A jednocześnie mamy mentalność dorobkiewiczów, którym wydaje się, że bywają panami życia i śmierci swoich pracowników.
Tak też bywa, bo mamy do czynienia w Polsce z pierwszym pokoleniem bogatych. A pierwsze zarobione pieniądze zaślepiają. Ale powrotem do normalności nie jest nieustanne przeciwstawianie jednych drugim, tylko uznanie, że umowa o pracę jest umową wolnych ludzi. Ani pracodawca nie może być niewolnikiem pracownika, ani pracownik pracodawcy.
Cóż, znam firmy, w których ludzie bywają traktowani jak niewolnicy.
Ja nie twierdzę, że wszystkie firmy są zdrowe pod tym względem, mówię o tym, jaki powinien być model. W mojej firmie on się świetnie sprawdza. I wszystkim go polecam. A musiałem się go nauczyć od zera. Ja byłem duszpasterzem, i ukierunkowany byłem na wspieranie człowieka, a nie na realizację celów, co jest głównym zadaniem lidera organizacji biznesowej. Gdy zatrudniałem pierwszą osobę, nie wiedziałem, jak przekazać jej polecenie służbowe. Jak ocenić pracę, wymagać. Ale stopniowo, ucząc się na własnych błędach i czytając prawo pracy i Ewangelię, doszedłem do własnej koncepcji budowania relacji w firmie i zasad współpracy w pracy. Wolność daje jakość, również w pracy. Co ciekawe, okazało się, że w tworzeniu modelu kultury organizacyjnej wyprzedziłem trendy światowe. Czytam np. raport HR Trendy 2015 stworzony przez Deloitte i widzę, że obecnie najbardziej skutecznym elementem budowania przewagi konkurencyjnej jest właśnie kultura organizacyjna i zaangażowanie. A gdy ludzie są w „stanie szczęśliwości", osiągają nieprawdopodobne wyniki.
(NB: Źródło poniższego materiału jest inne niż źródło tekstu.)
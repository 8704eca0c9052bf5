//! Operator commands exposed through the `daybrief` CLI

pub mod feedback;
pub mod messaging;

pub use feedback::{add_feedback, list_unreviewed_feedback, review_feedback};
pub use messaging::send_message;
Są zaś wtedy, gdy czują się częścią czegoś większego i są wśród fajnych ludzi. Wszystko to zrobiłem u siebie. Mała organizacja, bez żadnego zaplecza, w ciągu niewielu lat osiągnęła tak dużo. Moi współpracownicy „góry przenoszą". A tym, co sprawiło, że wyprzedzam trendy, jest znajomość Ewangelii...
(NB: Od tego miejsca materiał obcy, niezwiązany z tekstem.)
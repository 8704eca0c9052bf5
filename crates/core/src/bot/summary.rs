//! Day summary builder
//!
//! Turns the raw event list for one day into the messages the bot sends:
//! an optional busy-day warning, a header and the listing with a chip that
//! starts the flow again.

use std::collections::HashSet;

use chrono::NaiveDateTime;
use daybrief_domain::constants::{
    BUSY_DAY_THRESHOLD, BUSY_DAY_WARNING_TEXT, CMD_LOGIN, EVENT_START_FORMAT,
    REPLAY_SUGGESTION_TEXT, SUMMARY_HEADER_TEXT,
};
use daybrief_domain::{CalendarEvent, EventClassificationError, OutboundMessage, Suggestion};
use tracing::debug;

/// Distinct confirmed event titles for one day, in start-time order.
#[derive(Debug, Clone, Default, PartialEq, Eq)]
pub struct DaySummary {
    pub summaries: Vec<String>,
    /// Events dropped because they could not be classified.
    pub skipped: usize,
}

impl DaySummary {
    /// Sort, filter and deduplicate `events` for the day `date` (`YYYY-MM-DD`).
    pub fn from_events(mut events: Vec<CalendarEvent>, date: &str) -> Self {
        sort_by_start(&mut events);

        let mut seen = HashSet::new();
        let mut summary = Self::default();
        for event in &events {
            match classify(event, date) {
                Ok(Some(title)) => {
                    if seen.insert(title) {
                        summary.summaries.push(title.to_string());
                    }
                }
                Ok(None) => {}
                Err(err) => {
                    debug!(error = %err, "calendar_event_skipped");
                    summary.skipped += 1;
                }
            }
        }
        summary
    }

    pub fn is_busy(&self) -> bool {
        self.summaries.len() > BUSY_DAY_THRESHOLD
    }

    /// One `- title` line per retained event; empty when nothing was retained.
    pub fn listing(&self) -> String {
        self.summaries.iter().map(|title| format!("- {title}\n")).collect()
    }

    /// Messages to send, in order.
    pub fn messages(&self) -> Vec<OutboundMessage> {
        let mut messages = Vec::with_capacity(3);
        if self.is_busy() {
            messages.push(OutboundMessage::text(BUSY_DAY_WARNING_TEXT));
        }
        messages.push(OutboundMessage::text(SUMMARY_HEADER_TEXT));
        messages.push(OutboundMessage::text(self.listing()).with_suggestion(Suggestion::Reply {
            text: REPLAY_SUGGESTION_TEXT.to_string(),
            postback_data: CMD_LOGIN.to_string(),
        }));
        messages
    }
}

/// Stable ascending sort by start time; events without a parseable start go
/// last.
pub fn sort_by_start(events: &mut [CalendarEvent]) {
    events.sort_by_cached_key(|event| {
        let start = start_key(event);
        (start.is_none(), start)
    });
}

fn start_key(event: &CalendarEvent) -> Option<NaiveDateTime> {
    let raw = event.start_date_time.as_deref()?;
    NaiveDateTime::parse_from_str(raw.get(..19)?, EVENT_START_FORMAT).ok()
}

/// Decide whether `event` belongs in the summary for `date`.
///
/// `Ok(None)` filters the event out (not confirmed, or starting on another
/// day). Confirmed events lacking the fields the summary needs are errors so
/// the caller can count them.
pub fn classify<'a>(
    event: &'a CalendarEvent,
    date: &str,
) -> Result<Option<&'a str>, EventClassificationError> {
    if !event.is_confirmed() {
        return Ok(None);
    }
    let start = event.start_date_time.as_deref().ok_or(EventClassificationError::MissingStart)?;
    if !start.contains(date) {
        return Ok(None);
    }
    event.summary.as_deref().map(Some).ok_or(EventClassificationError::MissingSummary)
}

#[cfg(test)]
mod tests {
    use daybrief_domain::EventStatus;

    use super::*;

    const DAY: &str = "2024-01-01";

    fn event(summary: &str, start: Option<&str>) -> CalendarEvent {
        CalendarEvent {
            summary: Some(summary.to_string()),
            status: Some(EventStatus::Confirmed),
            start_date_time: start.map(str::to_string),
        }
    }

    #[test]
    fn sorts_by_start_with_missing_last() {
        let mut events = vec![
            event("none", None),
            event("nine", Some("2024-01-01T09:00:00")),
            event("eight", Some("2024-01-01T08:00:00")),
        ];

        sort_by_start(&mut events);

        let order: Vec<_> = events.iter().map(|e| e.summary.as_deref().unwrap()).collect();
        assert_eq!(order, ["eight", "nine", "none"]);
    }

    #[test]
    fn sort_ignores_offset_suffix_and_keeps_ties_stable() {
        let mut events = vec![
            event("garbage", Some("soon")),
            event("b", Some("2024-01-01T10:00:00-07:00")),
            event("a", Some("2024-01-01T10:00:00Z")),
            event("early", Some("2024-01-01T07:30:00.000-07:00")),
        ];

        sort_by_start(&mut events);

        let order: Vec<_> = events.iter().map(|e| e.summary.as_deref().unwrap()).collect();
        assert_eq!(order, ["early", "b", "a", "garbage"]);
    }

    #[test]
    fn duplicate_confirmed_titles_are_listed_once() {
        let summary = DaySummary::from_events(
            vec![
                event("Standup", Some("2024-01-01T09:00:00-07:00")),
                event("Standup", Some("2024-01-01T10:00:00-07:00")),
                event("Review", Some("2024-01-01T11:00:00-07:00")),
            ],
            DAY,
        );

        assert_eq!(summary.summaries, ["Standup", "Review"]);
        assert_eq!(summary.listing(), "- Standup\n- Review\n");
    }

    #[test]
    fn unconfirmed_and_other_day_events_are_filtered() {
        let mut tentative = event("Maybe", Some("2024-01-01T09:00:00"));
        tentative.status = Some(EventStatus::Tentative);
        let mut unknown = event("Unknown", Some("2024-01-01T09:00:00"));
        unknown.status = None;

        let summary = DaySummary::from_events(
            vec![tentative, unknown, event("Tomorrow", Some("2024-01-02T09:00:00"))],
            DAY,
        );

        assert!(summary.summaries.is_empty());
        assert_eq!(summary.skipped, 0);
    }

    #[test]
    fn unclassifiable_events_are_skipped_not_fatal() {
        let all_day = event("Holiday", None);
        let untitled = CalendarEvent { summary: None, ..event("", Some("2024-01-01T12:00:00")) };

        let summary = DaySummary::from_events(
            vec![all_day, untitled, event("Lunch", Some("2024-01-01T12:30:00"))],
            DAY,
        );

        assert_eq!(summary.summaries, ["Lunch"]);
        assert_eq!(summary.skipped, 2);
    }

    #[test]
    fn classify_reports_missing_fields() {
        assert_eq!(classify(&event("x", None), DAY), Err(EventClassificationError::MissingStart));
        let untitled = CalendarEvent { summary: None, ..event("", Some("2024-01-01T12:00:00")) };
        assert_eq!(classify(&untitled, DAY), Err(EventClassificationError::MissingSummary));
    }

    #[test]
    fn warning_only_above_four_events() {
        let day_with = |count: usize| {
            let events = (0..count)
                .map(|i| {
                    let start = format!("2024-01-01T1{i}:00:00");
                    event(&format!("Meeting {i}"), Some(start.as_str()))
                })
                .collect();
            DaySummary::from_events(events, DAY)
        };

        let four = day_with(4).messages();
        assert_eq!(four.len(), 2);
        assert_eq!(four[0].text, SUMMARY_HEADER_TEXT);

        let five = day_with(5).messages();
        assert_eq!(five.len(), 3);
        assert_eq!(five[0].text, "Looks like you have a lot of meetings today!");
        assert_eq!(five[1].text, "Here's the list of items or your calendar...");
    }

    #[test]
    fn listing_message_carries_replay_chip_even_when_empty() {
        let messages = DaySummary::default().messages();
        let listing = messages.last().unwrap();

        assert_eq!(listing.text, "");
        assert_eq!(
            listing.suggestions,
            vec![Suggestion::Reply { text: "Let's do it again!".into(), postback_data: "login".into() }]
        );
    }
}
...którą nie każdy przedsiębiorca czyta.
Oczywiście nie każdy przedsiębiorca jest ideałem i nie każda firma jest dobra. Polska jest krajem dorobkiewiczów, którzy na innych patrzą z góry, są zaślepieni. Oczywiście możemy od nich wymagać przestrzegania prawa, ale nie mamy wpływu na to, jacy oni są. Jeśli na coś mamy wpływ, to na swoje życie, na to, jak zarządzamy sobą. Trzeba tak sobą zarządzać, żebym – jeśli gdzieś źle mi się pracuje – mógł się przenieść gdzie indziej. Zamiast narzekać, zmieniać swoje życie, stawiać sobie nowe zadania. To jest Ewangelia.
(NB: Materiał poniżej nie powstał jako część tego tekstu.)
//! Business Messages implementation of the `MessagingGateway` port

use std::sync::Arc;

use async_trait::async_trait;
use daybrief_core::MessagingGateway;
use daybrief_domain::{MessagingConfig, MessagingError, OutboundMessage};
use reqwest::Method;
use serde::Serialize;
use tracing::{debug, warn};
use url::Url;

use super::auth::AccessTokenSource;
use super::types::{EventRequest, MessageRequest, Representative, TypingEvent};
use crate::http::HttpClient;

/// Sends agent messages wrapped in typing indicators.
pub struct BusinessMessagesGateway {
    http: HttpClient,
    api_base: String,
    tokens: Arc<dyn AccessTokenSource>,
    representative: Representative,
}

impl BusinessMessagesGateway {
    pub fn new(
        http: HttpClient,
        config: &MessagingConfig,
        tokens: Arc<dyn AccessTokenSource>,
    ) -> Self {
        Self {
            http,
            api_base: config.api_base.clone(),
            tokens,
            representative: Representative::bot(
                config.representative_name.clone(),
                config.avatar_image.clone(),
            ),
        }
    }

    fn conversation_url(&self, conversation_id: &str, leaf: &str) -> Result<Url, MessagingError> {
        let mut url = Url::parse(&self.api_base)
            .map_err(|e| MessagingError::Request(format!("invalid messaging API base: {e}")))?;
        url.path_segments_mut()
            .map_err(|()| MessagingError::Request("messaging API base cannot be a base".into()))?
            .pop_if_empty()
            .extend(["conversations", conversation_id, leaf]);
        Ok(url)
    }

    async fn send_typing(
        &self,
        conversation_id: &str,
        message_id: &str,
        event: TypingEvent,
        token: &str,
    ) -> Result<(), MessagingError> {
        let mut url = self.conversation_url(conversation_id, "events")?;
        let event_id = format!("{message_id}{}", event.id_suffix());
        url.query_pairs_mut().append_pair("eventId", &event_id);

        let body = EventRequest { event_type: event, representative: &self.representative };
        self.post(url, token, &body).await
    }

    async fn post<B: Serialize + Sync>(
        &self,
        url: Url,
        token: &str,
        body: &B,
    ) -> Result<(), MessagingError> {
        let request = self.http.request(Method::POST, url).bearer_auth(token).json(body);
        let response = self
            .http
            .send(request)
            .await
            .map_err(|e| MessagingError::Request(e.to_string()))?;

        let status = response.status();
        if status.is_success() {
            return Ok(());
        }
        let body = response.text().await.unwrap_or_default();
        warn!(status = status.as_u16(), "messaging_request_rejected");
        Err(MessagingError::Api { status: status.as_u16(), body })
    }
}

#[async_trait]
impl MessagingGateway for BusinessMessagesGateway {
    async fn send_with_typing_indicator(
        &self,
        conversation_id: &str,
        message: &OutboundMessage,
    ) -> Result<(), MessagingError> {
        let token = self.tokens.access_token().await?;
        let message_id = message.message_id.as_str();

        self.send_typing(conversation_id, message_id, TypingEvent::TypingStarted, &token).await?;

        let url = self.conversation_url(conversation_id, "messages")?;
        self.post(url, &token, &MessageRequest::new(message, &self.representative)).await?;

        self.send_typing(conversation_id, message_id, TypingEvent::TypingStopped, &token).await?;

        debug!(conversation_id, message_id, "business_message_delivered");
        Ok(())
    }
}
A wielu ludzi w takiej sytuacji spoczywa na laurach. Nie stara się, nie podnosi kwalifikacji, nie szuka nowych wyzwań. To się mści, gdy w pracy się psuje. Ale oni, choć cierpią, nie są w stanie już nic zrobić. To szczególnie dobrze widać w korporacjach. Tam najtrudniej się dostać. A potem wchodzisz w system i wykonujesz działania, które są potrzebne tylko w tej konkretnej firmie. Nigdzie więcej. Ale człowiek wziął już kredyt, więc nie jest w stanie wyjść z korpo. Boi się, co z nim będzie, podporządkowuje się absurdalnym regułom, robi wszystko, byle zostać. I tak kształtuje się tabuny tchórzy. Nigdzie nie ma ich tylu, co właśnie w korporacjach. Świetnie zarabia, ale jest niewolnikiem sytuacji.
Gorzej jest, tylko jeśli zarabia słabo, a też jest niewolnikiem kasy w hipermarkecie.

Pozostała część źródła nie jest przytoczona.